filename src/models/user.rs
//! User model and related types

use serde::{Deserialize, Serialize};
use utoipa::ToSchema;
use validator::Validate;

use super::input::truthy_int;

/// User access levels. Serialized as their numeric id.
#[derive(Debug, Clone, Copy, PartialEq, Eq, Serialize, Deserialize)]
#[serde(into = "i16", try_from = "i16")]
#[repr(i16)]
pub enum AccessLevel {
    Patron = 1,
    Staff = 2,
    Librarian = 3,
}

impl AccessLevel {
    pub const ALL: [AccessLevel; 3] = [
        AccessLevel::Patron,
        AccessLevel::Staff,
        AccessLevel::Librarian,
    ];

    pub fn label(&self) -> &'static str {
        match self {
            AccessLevel::Patron => "Leitor/Cliente",
            AccessLevel::Staff => "Funcionário",
            AccessLevel::Librarian => "Bibliotecário",
        }
    }
}

impl TryFrom<i16> for AccessLevel {
    type Error = String;

    fn try_from(v: i16) -> Result<Self, Self::Error> {
        match v {
            1 => Ok(AccessLevel::Patron),
            2 => Ok(AccessLevel::Staff),
            3 => Ok(AccessLevel::Librarian),
            _ => Err(format!("Invalid access level: {}", v)),
        }
    }
}

impl TryFrom<i64> for AccessLevel {
    type Error = String;

    fn try_from(v: i64) -> Result<Self, Self::Error> {
        i16::try_from(v)
            .map_err(|_| format!("Invalid access level: {}", v))
            .and_then(AccessLevel::try_from)
    }
}

impl From<AccessLevel> for i16 {
    fn from(level: AccessLevel) -> Self {
        level as i16
    }
}

impl std::fmt::Display for AccessLevel {
    fn fmt(&self, f: &mut std::fmt::Formatter<'_>) -> std::fmt::Result {
        write!(f, "{}", self.label())
    }
}

/// Entry of the access level catalogue
#[derive(Debug, Clone, Serialize, ToSchema)]
pub struct AccessLevelEntry {
    pub id: i16,
    pub nome: String,
}

impl From<AccessLevel> for AccessLevelEntry {
    fn from(level: AccessLevel) -> Self {
        Self {
            id: level.into(),
            nome: level.label().to_string(),
        }
    }
}

/// Library user
#[derive(Debug, Clone, PartialEq, Serialize, Deserialize, ToSchema)]
pub struct User {
    pub id: u32,
    #[serde(rename = "nome")]
    pub name: String,
    /// National id (CPF)
    pub cpf: String,
    #[serde(rename = "idade")]
    pub age: u32,
    #[serde(rename = "nivel")]
    #[schema(value_type = i16)]
    pub level: AccessLevel,
}

/// User as listed, with the access level label resolved
#[derive(Debug, Clone, Serialize, ToSchema)]
pub struct UserView {
    #[serde(flatten)]
    pub user: User,
    #[serde(rename = "nivelLabel")]
    pub level_label: String,
}

impl From<User> for UserView {
    fn from(user: User) -> Self {
        let level_label = user.level.label().to_string();
        Self { user, level_label }
    }
}

/// Validated user fields ready for insertion
#[derive(Debug, Clone)]
pub struct NewUser {
    pub name: String,
    pub cpf: String,
    pub age: u32,
    pub level: AccessLevel,
}

/// Fields to overwrite on an existing user
#[derive(Debug, Clone, Default)]
pub struct UserPatch {
    pub name: Option<String>,
    pub cpf: Option<String>,
    pub age: Option<u32>,
    pub level: Option<AccessLevel>,
}

/// Create user request
#[derive(Debug, Deserialize, Validate, ToSchema)]
pub struct CreateUser {
    #[serde(rename = "nome")]
    #[validate(
        required(message = "nome is required"),
        length(min = 1, message = "nome is required")
    )]
    pub name: Option<String>,
    #[validate(
        required(message = "cpf is required"),
        length(min = 1, message = "cpf is required")
    )]
    pub cpf: Option<String>,
    #[serde(rename = "idade", default, deserialize_with = "truthy_int")]
    #[validate(
        required(message = "idade is required"),
        range(min = 0, message = "idade must not be negative")
    )]
    pub age: Option<i64>,
    #[serde(rename = "nivel", default, deserialize_with = "truthy_int")]
    #[validate(required(message = "nivel is required"))]
    pub level: Option<i64>,
}

/// Update user request. Empty strings and the number zero leave the field
/// untouched.
#[derive(Debug, Default, Deserialize, ToSchema)]
pub struct UpdateUser {
    #[serde(rename = "nome")]
    pub name: Option<String>,
    pub cpf: Option<String>,
    #[serde(rename = "idade", default, deserialize_with = "truthy_int")]
    pub age: Option<i64>,
    #[serde(rename = "nivel", default, deserialize_with = "truthy_int")]
    pub level: Option<i64>,
}
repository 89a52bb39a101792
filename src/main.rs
//! Acervo Server - in-memory library inventory
//!
//! State lives only in memory and is rebuilt from the seed data on every start.

use std::net::SocketAddr;

use anyhow::Context;
use tracing_subscriber::{layer::SubscriberExt, util::SubscriberInitExt};

use acervo_server::{api, config::AppConfig, repository::Ledger, AppState};

#[tokio::main]
async fn main() -> anyhow::Result<()> {
    // Load environment variables from .env file
    dotenvy::dotenv().ok();

    let config = AppConfig::load().context("Failed to load configuration")?;

    // Initialize tracing
    let filter = tracing_subscriber::EnvFilter::try_from_default_env().unwrap_or_else(|_| {
        format!("acervo_server={},tower_http=debug", config.logging.level).into()
    });

    let registry = tracing_subscriber::registry().with(filter);
    if config.logging.format == "json" {
        registry.with(tracing_subscriber::fmt::layer().json()).init();
    } else {
        registry.with(tracing_subscriber::fmt::layer()).init();
    }

    tracing::info!("Starting Acervo Server v{}", env!("CARGO_PKG_VERSION"));

    let ledger = if config.ledger.seed {
        Ledger::seeded().context("Failed to seed the ledger")?
    } else {
        Ledger::new()
    };
    tracing::info!(
        titles = ledger.titles_list().len(),
        copies = ledger.copies_list().len(),
        users = ledger.users_list().len(),
        "Ledger initialized"
    );

    let addr = SocketAddr::new(
        config
            .server
            .host
            .parse()
            .context("Invalid host address")?,
        config.server.port,
    );

    let state = AppState::new(config, ledger);
    let app = api::create_router(state);

    tracing::info!("Server listening on http://{}", addr);

    let listener = tokio::net::TcpListener::bind(addr).await?;
    axum::serve(listener, app).await?;

    Ok(())
}
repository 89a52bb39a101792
//! API handlers for the Acervo HTTP endpoints

pub mod copies;
pub mod health;
pub mod libraries;
pub mod openapi;
pub mod titles;
pub mod users;

use axum::{
    async_trait,
    extract::{FromRequest, Request},
    routing::{get, post, put},
    Json, Router,
};
use serde::{de::DeserializeOwned, Serialize};
use tower_http::{
    cors::{Any, CorsLayer},
    trace::TraceLayer,
};
use utoipa::ToSchema;

use crate::{error::AppError, AppState};

/// JSON request body whose decoding failures are reported as validation errors
pub struct JsonBody<T>(pub T);

#[async_trait]
impl<S, T> FromRequest<S> for JsonBody<T>
where
    T: DeserializeOwned,
    S: Send + Sync,
{
    type Rejection = AppError;

    async fn from_request(req: Request, state: &S) -> Result<Self, Self::Rejection> {
        let Json(value) = Json::<T>::from_request(req, state).await?;
        Ok(JsonBody(value))
    }
}

/// Confirmation body for deletions
#[derive(Serialize, ToSchema)]
pub struct DeleteResponse {
    pub mensagem: String,
}

impl DeleteResponse {
    pub fn new(message: &str) -> Self {
        Self {
            mensagem: message.to_string(),
        }
    }
}

/// Create the application router with all routes
pub fn create_router(state: AppState) -> Router {
    let cors = CorsLayer::new()
        .allow_origin(Any)
        .allow_methods(Any)
        .allow_headers(Any);

    let routes = Router::new()
        .route("/health", get(health::health_check))
        // Titles (livros)
        .route("/livros", get(titles::list_titles))
        .route("/livros/new", post(titles::create_title))
        .route(
            "/livros/:id",
            get(titles::get_title)
                .put(titles::update_title)
                .delete(titles::delete_title),
        )
        // Users
        .route("/usuarios", get(users::list_users).post(users::create_user))
        .route(
            "/usuarios/:id",
            get(users::get_user)
                .put(users::update_user)
                .delete(users::delete_user),
        )
        .route("/niveis", get(users::list_access_levels))
        // Libraries
        .route(
            "/bibliotecas",
            get(libraries::list_libraries).post(libraries::create_library),
        )
        .route(
            "/bibliotecas/:id",
            get(libraries::get_library)
                .put(libraries::update_library)
                .delete(libraries::delete_library),
        )
        // Copies (acervo)
        .route("/acervo", get(copies::list_copies))
        .route("/acervo/:id", get(copies::get_copy))
        .route("/acervo/status/:id", put(copies::update_copy_status))
        .with_state(state);

    Router::new()
        .merge(routes)
        .merge(openapi::create_openapi_router())
        .layer(TraceLayer::new_for_http())
        .layer(cors)
}
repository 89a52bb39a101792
//! Health check endpoint

use axum::Json;
use serde::Serialize;
use utoipa::ToSchema;

#[derive(Serialize, ToSchema)]
pub struct HealthResponse {
    /// Current status of the service
    pub status: String,
    /// Version of the service
    pub version: String,
}

/// Health check endpoint
#[utoipa::path(
    get,
    path = "/health",
    tag = "health",
    responses(
        (status = 200, description = "Service is healthy", body = HealthResponse)
    )
)]
pub async fn health_check() -> Json<HealthResponse> {
    Json(HealthResponse {
        status: "healthy".to_string(),
        version: env!("CARGO_PKG_VERSION").to_string(),
    })
}
use clap::Parser;

#[derive(Parser, Debug)]
#[command(name = "untmod")]
#[command(version)]
#[command(about = "List and extract TMOD mod-package archives", long_about = None)]
#[command(after_help = "Examples:\n  \
  untmod -l Example.tmod         list the entries in Example.tmod\n  \
  untmod Example.tmod Info       extract only the Info entry\n  \
  untmod --main Example.tmod     extract the mod's main assembly")]
pub struct Cli {
    /// TMOD archive path
    #[arg(value_name = "FILE")]
    pub file: String,

    /// Entries to extract (default: all)
    #[arg(value_name = "ENTRIES")]
    pub entries: Vec<String>,

    /// List entries (short format)
    #[arg(short = 'l')]
    pub list: bool,

    /// List verbosely/show mod info
    #[arg(short = 'v')]
    pub verbose: bool,

    /// Extract entries to pipe, no messages
    #[arg(short = 'p')]
    pub pipe: bool,

    /// Extract entries into exdir
    #[arg(short = 'd', value_name = "DIR")]
    pub extract_dir: Option<String>,

    /// Extract the main assembly ({mod name}.dll) only
    #[arg(long = "main")]
    pub main_assembly: bool,

    /// Never overwrite existing files
    #[arg(short = 'n')]
    pub never_overwrite: bool,

    /// Overwrite files WITHOUT prompting
    #[arg(short = 'o')]
    pub overwrite: bool,

    /// Quiet mode (-qq => quieter)
    #[arg(short = 'q', action = clap::ArgAction::Count)]
    pub quiet: u8,
}

impl Cli {
    pub fn is_quiet(&self) -> bool {
        self.quiet > 0 || self.pipe
    }

    pub fn is_very_quiet(&self) -> bool {
        self.quiet > 1
    }
}
//! TMOD archive parsing and extraction.
//!
//! This module provides functionality for reading and extracting TMOD
//! mod-package archives.
//!
//! ## Architecture
//!
//! The module is organized into three main components:
//!
//! - [`structures`]: Data structures representing TMOD format elements
//!   (header, file entries, mod version)
//! - [`parser`]: Low-level parsing of TMOD structures from a seekable source
//! - [`archive`]: High-level archive handle for end users
//!
//! ## TMOD Format Overview
//!
//! A TMOD file consists of:
//! 1. A fixed header: `TMOD` magic, tool version, hash, signature,
//!    mod name and mod version
//! 2. A file table with per-entry name and length metadata
//! 3. Contiguous payload blocks in table order, immediately after the table
//!
//! Payload positions are not stored in the table. They are implied by the
//! concatenation of the blocks, so each entry's absolute offset is derived
//! from the cumulative compressed lengths plus the table's end position.
//!
//! ## Supported Features
//!
//! - Stored (uncompressed) entry payloads
//! - Raw deflate compressed entry payloads (no zlib or gzip framing)
//! - Name-based extraction, including the `{mod name}.dll` main assembly
//!
//! ## Limitations
//!
//! - Read-only: no archive creation or modification
//! - The embedded hash and signature are retained but not verified
//! - No forward-compatibility with unknown header variants

mod archive;
mod parser;
mod structures;

pub use archive::TmodArchive;
pub use parser::TmodParser;
pub use structures::*;
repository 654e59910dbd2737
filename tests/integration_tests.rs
//! End-to-end tests over synthetic in-memory TMOD archives.

use std::io::{Cursor, Write};
use std::path::Path;

use byteorder::{LittleEndian, WriteBytesExt};
use flate2::Compression;
use flate2::write::DeflateEncoder;

use untmod::{Error, TmodArchive};

/// Append a base-128 varint length prefix.
fn write_length_prefix(buf: &mut Vec<u8>, mut value: u32) {
    loop {
        let mut byte = (value & 0x7F) as u8;
        value >>= 7;
        if value != 0 {
            byte |= 0x80;
        }
        buf.push(byte);
        if value == 0 {
            break;
        }
    }
}

/// Append a length-prefixed UTF-8 string.
fn write_string(buf: &mut Vec<u8>, text: &str) {
    write_length_prefix(buf, text.len() as u32);
    buf.extend_from_slice(text.as_bytes());
}

/// Compress bytes as a raw deflate stream (no zlib or gzip framing).
fn deflate(payload: &[u8]) -> Vec<u8> {
    let mut encoder = DeflateEncoder::new(Vec::new(), Compression::default());
    encoder.write_all(payload).unwrap();
    encoder.finish().unwrap()
}

/// Build a complete archive from raw table rows.
///
/// Each row is `(name, declared uncompressed length, payload block)`; the
/// compressed length is the block's size, so a row is "stored" exactly
/// when the block length equals the declared length. Rows are written in
/// order, blocks contiguously after the table.
fn build_raw(name: &str, version: &str, rows: &[(&str, u32, Vec<u8>)]) -> Vec<u8> {
    let mut buf = Vec::new();
    buf.extend_from_slice(b"TMOD");
    write_string(&mut buf, "1.4.4");
    buf.extend_from_slice(&[0u8; 20]);
    buf.extend_from_slice(&[0u8; 256]);
    buf.write_i32::<LittleEndian>(0).unwrap();
    write_string(&mut buf, name);
    write_string(&mut buf, version);

    buf.write_i32::<LittleEndian>(rows.len() as i32).unwrap();
    for (entry_name, length, block) in rows {
        write_string(&mut buf, entry_name);
        buf.write_i32::<LittleEndian>(*length as i32).unwrap();
        buf.write_i32::<LittleEndian>(block.len() as i32).unwrap();
    }
    for (_, _, block) in rows {
        buf.extend_from_slice(block);
    }
    buf
}

/// The 50-byte assembly payload used by the reference scenario.
fn assembly_payload() -> Vec<u8> {
    b"MZ".iter().copied().cycle().take(50).collect()
}

/// The reference scenario: `TestMod` with a stored info.json and a
/// deflate-compressed TestMod.dll.
fn test_mod_archive() -> Vec<u8> {
    let info = b"hello, world!".to_vec();
    let assembly = assembly_payload();
    let compressed = deflate(&assembly);
    assert_ne!(compressed.len(), assembly.len());
    build_raw(
        "TestMod",
        "1.0.0.0",
        &[
            ("info.json", info.len() as u32, info),
            ("TestMod.dll", assembly.len() as u32, compressed),
        ],
    )
}

fn open(bytes: Vec<u8>) -> TmodArchive<Cursor<Vec<u8>>> {
    TmodArchive::from_reader(Cursor::new(bytes)).unwrap()
}

#[test]
fn parses_header_and_lists_entries() {
    let archive = open(test_mod_archive());

    let header = archive.header();
    assert_eq!(header.name, "TestMod");
    assert_eq!(header.version.to_string(), "1.0.0.0");
    assert_eq!(header.tool_version, "1.4.4");
    assert_eq!(header.hash, [0u8; 20]);
    assert_eq!(header.signature, vec![0u8; 256]);

    let names: Vec<&str> = archive.names().collect();
    assert_eq!(names, ["info.json", "TestMod.dll"]);
    assert_eq!(archive.entries().len(), 2);
}

#[test]
fn extracts_stored_entry_verbatim() {
    let bytes = test_mod_archive();
    let mut archive = open(bytes.clone());

    let payload = archive.extract("info.json").unwrap();
    assert_eq!(payload, b"hello, world!");

    // The stored payload is byte-identical to the source at the derived
    // offset
    let entry = archive.entry("info.json").unwrap();
    let start = entry.offset as usize;
    assert_eq!(&bytes[start..start + 13], b"hello, world!");
}

#[test]
fn extracts_compressed_entry_through_deflate() {
    let mut archive = open(test_mod_archive());
    let payload = archive.extract("TestMod.dll").unwrap();
    assert_eq!(payload, assembly_payload());
}

#[test]
fn extracts_main_assembly_by_naming_convention() {
    let mut archive = open(test_mod_archive());
    assert_eq!(archive.header().main_assembly_name(), "TestMod.dll");
    let payload = archive.extract_main_assembly().unwrap();
    assert_eq!(payload.len(), 50);
    assert_eq!(payload, assembly_payload());
}

#[test]
fn missing_archive_path_is_not_found() {
    let result = TmodArchive::open(Path::new("/nonexistent/Example.tmod"));
    assert!(matches!(result, Err(Error::ArchiveNotFound(_))));
}

#[test]
fn wrong_magic_is_rejected() {
    let mut bytes = test_mod_archive();
    bytes[..4].copy_from_slice(b"PK\x03\x04");
    let result = TmodArchive::from_reader(Cursor::new(bytes));
    assert!(matches!(result, Err(Error::InvalidMagic(_))));
}

#[test]
fn garbage_version_text_is_rejected() {
    let bytes = build_raw("Broken", "not-a-version", &[]);
    let result = TmodArchive::from_reader(Cursor::new(bytes));
    assert!(matches!(result, Err(Error::InvalidVersion(text)) if text == "not-a-version"));
}

#[test]
fn unknown_entry_does_not_poison_the_handle() {
    let mut archive = open(test_mod_archive());

    assert!(matches!(
        archive.extract("no-such-entry"),
        Err(Error::EntryNotFound(name)) if name == "no-such-entry"
    ));

    // The handle stays fully usable afterwards
    assert_eq!(archive.extract("info.json").unwrap(), b"hello, world!");
}

#[test]
fn duplicate_names_resolve_last_wins() {
    let bytes = build_raw(
        "Dup",
        "1.0",
        &[
            ("data", 5, b"first".to_vec()),
            ("other", 2, b"ok".to_vec()),
            ("data", 6, b"second".to_vec()),
        ],
    );
    let mut archive = open(bytes);

    // Three table rows, two registered entries; the repeated name keeps
    // its original position but the later row's metadata
    let names: Vec<&str> = archive.names().collect();
    assert_eq!(names, ["data", "other"]);
    assert_eq!(archive.extract("data").unwrap(), b"second");
    assert_eq!(archive.extract("other").unwrap(), b"ok");
}

#[test]
fn truncated_payload_fails_without_invalidating_other_entries() {
    let mut bytes = test_mod_archive();
    // Chop the tail off the last payload block
    bytes.truncate(bytes.len() - 4);
    let mut archive = open(bytes);

    assert!(matches!(
        archive.extract("TestMod.dll"),
        Err(Error::Truncated("entry payload"))
    ));
    assert_eq!(archive.extract("info.json").unwrap(), b"hello, world!");
}

#[test]
fn corrupt_deflate_stream_is_a_decompression_error() {
    // compressed length differs from the declared length, so the block is
    // treated as deflate even though it is garbage
    let bytes = build_raw("Corrupt", "1.0", &[("blob", 20, vec![0xFF; 8])]);
    let mut archive = open(bytes);

    assert!(matches!(
        archive.extract("blob"),
        Err(Error::Decompression { name, .. }) if name == "blob"
    ));
}

#[test]
fn inflated_size_must_match_declared_length() {
    // Declares one byte more than the stream actually inflates to
    let compressed = deflate(&[b'A'; 100]);
    assert_ne!(compressed.len(), 101);
    let bytes = build_raw("Mismatch", "1.0", &[("blob", 101, compressed)]);
    let mut archive = open(bytes);

    assert!(matches!(
        archive.extract("blob"),
        Err(Error::LengthMismatch {
            expected: 101,
            actual: 100,
            ..
        })
    ));
}

#[test]
fn empty_archive_lists_nothing() {
    let mut archive = open(build_raw("Empty", "0.1", &[]));
    assert_eq!(archive.entries().len(), 0);
    assert_eq!(archive.names().count(), 0);
    assert!(matches!(
        archive.extract("anything"),
        Err(Error::EntryNotFound(_))
    ));
}

#[test]
fn close_is_idempotent_and_blocks_extraction() {
    let mut archive = open(test_mod_archive());
    assert!(!archive.is_closed());

    archive.close();
    archive.close();
    assert!(archive.is_closed());

    // Metadata survives the close; payload access does not
    assert_eq!(archive.names().count(), 2);
    assert!(matches!(archive.extract("info.json"), Err(Error::Closed)));
}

TASK DETAILS →
All that should appear in the response is the run of lines from the first line of the entries through the line containing "National id (CPF)", copied exactly.

WRITTEN RESPONSE →
filename src/models/user.rs
//! User model and related types

use serde::{Deserialize, Serialize};
use utoipa::ToSchema;
use validator::Validate;

use super::input::truthy_int;

/// User access levels. Serialized as their numeric id.
#[derive(Debug, Clone, Copy, PartialEq, Eq, Serialize, Deserialize)]
#[serde(into = "i16", try_from = "i16")]
#[repr(i16)]
pub enum AccessLevel {
    Patron = 1,
    Staff = 2,
    Librarian = 3,
}

impl AccessLevel {
    pub const ALL: [AccessLevel; 3] = [
        AccessLevel::Patron,
        AccessLevel::Staff,
        AccessLevel::Librarian,
    ];

    pub fn label(&self) -> &'static str {
        match self {
            AccessLevel::Patron => "Leitor/Cliente",
            AccessLevel::Staff => "Funcionário",
            AccessLevel::Librarian => "Bibliotecário",
        }
    }
}

impl TryFrom<i16> for AccessLevel {
    type Error = String;

    fn try_from(v: i16) -> Result<Self, Self::Error> {
        match v {
            1 => Ok(AccessLevel::Patron),
            2 => Ok(AccessLevel::Staff),
            3 => Ok(AccessLevel::Librarian),
            _ => Err(format!("Invalid access level: {}", v)),
        }
    }
}

impl TryFrom<i64> for AccessLevel {
    type Error = String;

    fn try_from(v: i64) -> Result<Self, Self::Error> {
        i16::try_from(v)
            .map_err(|_| format!("Invalid access level: {}", v))
            .and_then(AccessLevel::try_from)
    }
}

impl From<AccessLevel> for i16 {
    fn from(level: AccessLevel) -> Self {
        level as i16
    }
}

impl std::fmt::Display for AccessLevel {
    fn fmt(&self, f: &mut std::fmt::Formatter<'_>) -> std::fmt::Result {
        write!(f, "{}", self.label())
    }
}

/// Entry of the access level catalogue
#[derive(Debug, Clone, Serialize, ToSchema)]
pub struct AccessLevelEntry {
    pub id: i16,
    pub nome: String,
}

impl From<AccessLevel> for AccessLevelEntry {
    fn from(level: AccessLevel) -> Self {
        Self {
            id: level.into(),
            nome: level.label().to_string(),
        }
    }
}

/// Library user
#[derive(Debug, Clone, PartialEq, Serialize, Deserialize, ToSchema)]
pub struct User {
    pub id: u32,
    #[serde(rename = "nome")]
    pub name: String,
    /// National id (CPF)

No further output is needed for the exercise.